## PROBLEM TO SOLVE
Exactly reproduce the lines from the line containing "assert_eq!(duty_cycle_for_ma(u32::from(u16::MAX)), 902);" to the end of the data below, inclusive, and nothing else.

## DATA EXTRACT

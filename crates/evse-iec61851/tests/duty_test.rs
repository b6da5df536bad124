use evse_iec61851::duty_cycle_for_ma;

#[test]
fn test_duty_cycle_points() {
    // No current offered: 100 %, not 0 %
    assert_eq!(duty_cycle_for_ma(0), 1000);

    assert_eq!(duty_cycle_for_ma(6_000), 100);
    assert_eq!(duty_cycle_for_ma(16_000), 266);
    assert_eq!(duty_cycle_for_ma(32_000), 533);
    assert_eq!(duty_cycle_for_ma(51_000), 850);

    // Upper segment of the curve
    assert_eq!(duty_cycle_for_ma(63_000), 892);
    assert_eq!(duty_cycle_for_ma(64_000), 896);
    assert_eq!(duty_cycle_for_ma(80_000), 960);
}

#[test]
fn test_duty_cycle_clamps_to_standard_range() {
    assert_eq!(duty_cycle_for_ma(1), 80);
    assert_eq!(duty_cycle_for_ma(3_000), 80);
    assert_eq!(duty_cycle_for_ma(u32::from(u16::MAX)), 902);
    // Beyond 80 A the curve would pass 100 %
    assert_eq!(duty_cycle_for_ma(100_000), 1000);
}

## FINISHED EXERCISE
    assert_eq!(duty_cycle_for_ma(u32::from(u16::MAX)), 902);
    // Beyond 80 A the curve would pass 100 %
    assert_eq!(duty_cycle_for_ma(100_000), 1000);
}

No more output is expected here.